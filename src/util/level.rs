//! XP-to-level progression.
//!
//! The progression is a step function over cumulative XP: each tier begins at a floor
//! and the final tier is open-ended. Lookups are a binary search over the floors.

use std::sync::LazyLock;

use crate::error::{Error, ValidationError};

/// Cumulative XP at which each level begins, level 1 first.
///
/// Each floor equals the previous floor plus the previous tier's requirement.
const DEFAULT_FLOORS: [u64; 50] = [
    0, 1_000, 3_000, 6_000, 10_000, 15_000, 21_000, 28_000, 36_000, 45_000, // 1-10
    55_000, 65_000, 75_000, 85_000, 100_000, 120_000, 140_000, 160_000, 185_000, 210_000, // 11-20
    260_000, 335_000, 435_000, 560_000, 710_000, 900_000, 1_100_000, 1_350_000, 1_650_000,
    2_000_000, // 21-30
    2_500_000, 3_000_000, 3_750_000, 4_750_000, 6_000_000, 7_500_000, 9_500_000, 12_000_000,
    15_000_000, 20_000_000, // 31-40
    26_000_000, 33_500_000, 42_500_000, 53_500_000, 66_500_000, 82_000_000, 100_000_000,
    121_000_000, 146_000_000, 176_000_000, // 41-50
];

static DEFAULT_TABLE: LazyLock<LevelTable> = LazyLock::new(|| {
    let tiers = DEFAULT_FLOORS
        .iter()
        .enumerate()
        .map(|(i, &floor)| LevelTier {
            level: i as u32 + 1,
            total_xp_floor: floor,
            xp_to_next: DEFAULT_FLOORS.get(i + 1).map(|next| next - floor),
        })
        .collect();
    LevelTable { tiers }
});

/// One row of the progression table.
#[derive(Debug, Clone, Copy, PartialEq, Eq, Hash)]
pub struct LevelTier {
    /// Level number, starting at 1
    pub level: u32,
    /// Cumulative XP at which this level begins
    pub total_xp_floor: u64,
    /// XP needed to reach the next level, `None` for the open-ended final tier
    pub xp_to_next: Option<u64>,
}

impl LevelTier {
    /// Creates a tier.
    pub const fn new(level: u32, total_xp_floor: u64, xp_to_next: Option<u64>) -> Self {
        Self {
            level,
            total_xp_floor,
            xp_to_next,
        }
    }
}

/// Ordered, immutable XP progression table.
#[derive(Debug, Clone, PartialEq, Eq)]
pub struct LevelTable {
    tiers: Vec<LevelTier>,
}

impl LevelTable {
    /// Builds a table from tiers ordered lowest first.
    ///
    /// # Arguments
    /// - `tiers` - Tiers in ascending order
    ///
    /// # Returns
    /// - `Ok(LevelTable)` - The tiers are non-empty, start at 0 XP, are strictly ordered
    ///   by level and XP floor, and every tier but the last requires exactly the XP
    ///   between its floor and the next tier's floor
    /// - `Err(ValidationError::InvalidLevelTable)` - Any of the above does not hold
    pub fn new(tiers: Vec<LevelTier>) -> Result<Self, ValidationError> {
        let Some(first) = tiers.first() else {
            return Err(ValidationError::InvalidLevelTable(
                "table has no tiers".to_string(),
            ));
        };
        if first.total_xp_floor != 0 {
            return Err(ValidationError::InvalidLevelTable(format!(
                "first tier starts at {} XP instead of 0",
                first.total_xp_floor
            )));
        }

        for pair in tiers.windows(2) {
            let (lower, upper) = (pair[0], pair[1]);
            if upper.level <= lower.level || upper.total_xp_floor <= lower.total_xp_floor {
                return Err(ValidationError::InvalidLevelTable(format!(
                    "tier {} is not strictly above tier {}",
                    upper.level, lower.level
                )));
            }
            match lower.xp_to_next {
                None => {
                    return Err(ValidationError::InvalidLevelTable(format!(
                        "tier {} has no next requirement but is not the final tier",
                        lower.level
                    )));
                }
                Some(xp_to_next)
                    if lower.total_xp_floor.checked_add(xp_to_next)
                        != Some(upper.total_xp_floor) =>
                {
                    return Err(ValidationError::InvalidLevelTable(format!(
                        "tier {} requires {} XP but tier {} starts {} XP above it",
                        lower.level,
                        xp_to_next,
                        upper.level,
                        upper.total_xp_floor - lower.total_xp_floor
                    )));
                }
                Some(_) => {}
            }
        }

        Ok(Self { tiers })
    }

    /// The 50-level progression used by the service.
    pub fn default_table() -> &'static LevelTable {
        &DEFAULT_TABLE
    }

    /// All tiers, lowest first.
    pub fn tiers(&self) -> &[LevelTier] {
        &self.tiers
    }

    /// Highest level in the table.
    pub fn max_level(&self) -> u32 {
        self.last().level
    }

    /// Returns the tier a trainer with `xp` total XP has reached.
    ///
    /// XP at or above the final floor always resolves to the final tier.
    pub fn level_for_xp(&self, xp: u64) -> LevelTier {
        // Floors are strictly increasing and the first is 0, so at least one tier matches.
        let reached = self.tiers.partition_point(|tier| tier.total_xp_floor <= xp);
        self.tiers[reached.saturating_sub(1)]
    }

    /// Returns the tier for `level`.
    ///
    /// # Returns
    /// - `Ok(LevelTier)` - The level is in the table
    /// - `Err(Error::OutOfRange)` - The level is below the first or above the last tier
    pub fn tier(&self, level: u32) -> Result<LevelTier, Error> {
        self.tiers
            .binary_search_by_key(&level, |tier| tier.level)
            .map(|index| self.tiers[index])
            .map_err(|_| Error::OutOfRange {
                what: "level",
                value: u64::from(level),
                min: u64::from(self.tiers[0].level),
                max: u64::from(self.max_level()),
            })
    }

    /// Cumulative XP at which `level` begins.
    pub fn xp_required_for_level(&self, level: u32) -> Result<u64, Error> {
        self.tier(level).map(|tier| tier.total_xp_floor)
    }

    /// XP needed to cross from `tier` into the next one, `None` at the final tier.
    pub fn next_tier_requirement(&self, tier: &LevelTier) -> Option<u64> {
        if tier.level >= self.max_level() {
            return None;
        }
        tier.xp_to_next
    }

    /// XP still missing before a trainer with `xp` reaches their next level.
    pub fn xp_remaining(&self, xp: u64) -> Option<u64> {
        let tier = self.level_for_xp(xp);
        let next = self.next_tier_requirement(&tier)?;
        Some((tier.total_xp_floor + next).saturating_sub(xp))
    }

    fn last(&self) -> &LevelTier {
        // Construction guarantees at least one tier.
        &self.tiers[self.tiers.len() - 1]
    }
}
· · · ·
REQUIRED WORK: Copy out the entire material exactly.

PROBLEM SOLUTION:
filename src/util/level.rs
//! XP-to-level progression.
//!
//! The progression is a step function over cumulative XP: each tier begins at a floor
//! and the final tier is open-ended. Lookups are a binary search over the floors.

use std::sync::LazyLock;

use crate::error::{Error, ValidationError};

/// Cumulative XP at which each level begins, level 1 first.
///
/// Each floor equals the previous floor plus the previous tier's requirement.
const DEFAULT_FLOORS: [u64; 50] = [
    0, 1_000, 3_000, 6_000, 10_000, 15_000, 21_000, 28_000, 36_000, 45_000, // 1-10
    55_000, 65_000, 75_000, 85_000, 100_000, 120_000, 140_000, 160_000, 185_000, 210_000, // 11-20
    260_000, 335_000, 435_000, 560_000, 710_000, 900_000, 1_100_000, 1_350_000, 1_650_000,
    2_000_000, // 21-30
    2_500_000, 3_000_000, 3_750_000, 4_750_000, 6_000_000, 7_500_000, 9_500_000, 12_000_000,
    15_000_000, 20_000_000, // 31-40
    26_000_000, 33_500_000, 42_500_000, 53_500_000, 66_500_000, 82_000_000, 100_000_000,
    121_000_000, 146_000_000, 176_000_000, // 41-50
];

static DEFAULT_TABLE: LazyLock<LevelTable> = LazyLock::new(|| {
    let tiers = DEFAULT_FLOORS
        .iter()
        .enumerate()
        .map(|(i, &floor)| LevelTier {
            level: i as u32 + 1,
            total_xp_floor: floor,
            xp_to_next: DEFAULT_FLOORS.get(i + 1).map(|next| next - floor),
        })
        .collect();
    LevelTable { tiers }
});

/// One row of the progression table.
#[derive(Debug, Clone, Copy, PartialEq, Eq, Hash)]
pub struct LevelTier {
    /// Level number, starting at 1
    pub level: u32,
    /// Cumulative XP at which this level begins
    pub total_xp_floor: u64,
    /// XP needed to reach the next level, `None` for the open-ended final tier
    pub xp_to_next: Option<u64>,
}

impl LevelTier {
    /// Creates a tier.
    pub const fn new(level: u32, total_xp_floor: u64, xp_to_next: Option<u64>) -> Self {
        Self {
            level,
            total_xp_floor,
            xp_to_next,
        }
    }
}

/// Ordered, immutable XP progression table.
#[derive(Debug, Clone, PartialEq, Eq)]
pub struct LevelTable {
    tiers: Vec<LevelTier>,
}

impl LevelTable {
    /// Builds a table from tiers ordered lowest first.
    ///
    /// # Arguments
    /// - `tiers` - Tiers in ascending order
    ///
    /// # Returns
    /// - `Ok(LevelTable)` - The tiers are non-empty, start at 0 XP, are strictly ordered
    ///   by level and XP floor, and every tier but the last requires exactly the XP
    ///   between its floor and the next tier's floor
    /// - `Err(ValidationError::InvalidLevelTable)` - Any of the above does not hold
    pub fn new(tiers: Vec<LevelTier>) -> Result<Self, ValidationError> {
        let Some(first) = tiers.first() else {
            return Err(ValidationError::InvalidLevelTable(
                "table has no tiers".to_string(),
            ));
        };
        if first.total_xp_floor != 0 {
            return Err(ValidationError::InvalidLevelTable(format!(
                "first tier starts at {} XP instead of 0",
                first.total_xp_floor
            )));
        }

        for pair in tiers.windows(2) {
            let (lower, upper) = (pair[0], pair[1]);
            if upper.level <= lower.level || upper.total_xp_floor <= lower.total_xp_floor {
                return Err(ValidationError::InvalidLevelTable(format!(
                    "tier {} is not strictly above tier {}",
                    upper.level, lower.level
                )));
            }
            match lower.xp_to_next {
                None => {
                    return Err(ValidationError::InvalidLevelTable(format!(
                        "tier {} has no next requirement but is not the final tier",
                        lower.level
                    )));
                }
                Some(xp_to_next)
                    if lower.total_xp_floor.checked_add(xp_to_next)
                        != Some(upper.total_xp_floor) =>
                {
                    return Err(ValidationError::InvalidLevelTable(format!(
                        "tier {} requires {} XP but tier {} starts {} XP above it",
                        lower.level,
                        xp_to_next,
                        upper.level,
                        upper.total_xp_floor - lower.total_xp_floor
                    )));
                }
                Some(_) => {}
            }
        }

        Ok(Self { tiers })
    }

    /// The 50-level progression used by the service.
    pub fn default_table() -> &'static LevelTable {
        &DEFAULT_TABLE
    }

    /// All tiers, lowest first.
    pub fn tiers(&self) -> &[LevelTier] {
        &self.tiers
    }

    /// Highest level in the table.
    pub fn max_level(&self) -> u32 {
        self.last().level
    }

    /// Returns the tier a trainer with `xp` total XP has reached.
    ///
    /// XP at or above the final floor always resolves to the final tier.
    pub fn level_for_xp(&self, xp: u64) -> LevelTier {
        // Floors are strictly increasing and the first is 0, so at least one tier matches.
        let reached = self.tiers.partition_point(|tier| tier.total_xp_floor <= xp);
        self.tiers[reached.saturating_sub(1)]
    }

    /// Returns the tier for `level`.
    ///
    /// # Returns
    /// - `Ok(LevelTier)` - The level is in the table
    /// - `Err(Error::OutOfRange)` - The level is below the first or above the last tier
    pub fn tier(&self, level: u32) -> Result<LevelTier, Error> {
        self.tiers
            .binary_search_by_key(&level, |tier| tier.level)
            .map(|index| self.tiers[index])
            .map_err(|_| Error::OutOfRange {
                what: "level",
                value: u64::from(level),
                min: u64::from(self.tiers[0].level),
                max: u64::from(self.max_level()),
            })
    }

    /// Cumulative XP at which `level` begins.
    pub fn xp_required_for_level(&self, level: u32) -> Result<u64, Error> {
        self.tier(level).map(|tier| tier.total_xp_floor)
    }

    /// XP needed to cross from `tier` into the next one, `None` at the final tier.
    pub fn next_tier_requirement(&self, tier: &LevelTier) -> Option<u64> {
        if tier.level >= self.max_level() {
            return None;
        }
        tier.xp_to_next
    }

    /// XP still missing before a trainer with `xp` reaches their next level.
    pub fn xp_remaining(&self, xp: u64) -> Option<u64> {
        let tier = self.level_for_xp(xp);
        let next = self.next_tier_requirement(&tier)?;
        Some((tier.total_xp_floor + next).saturating_sub(xp))
    }

    fn last(&self) -> &LevelTier {
        // Construction guarantees at least one tier.
        &self.tiers[self.tiers.len() - 1]
    }
}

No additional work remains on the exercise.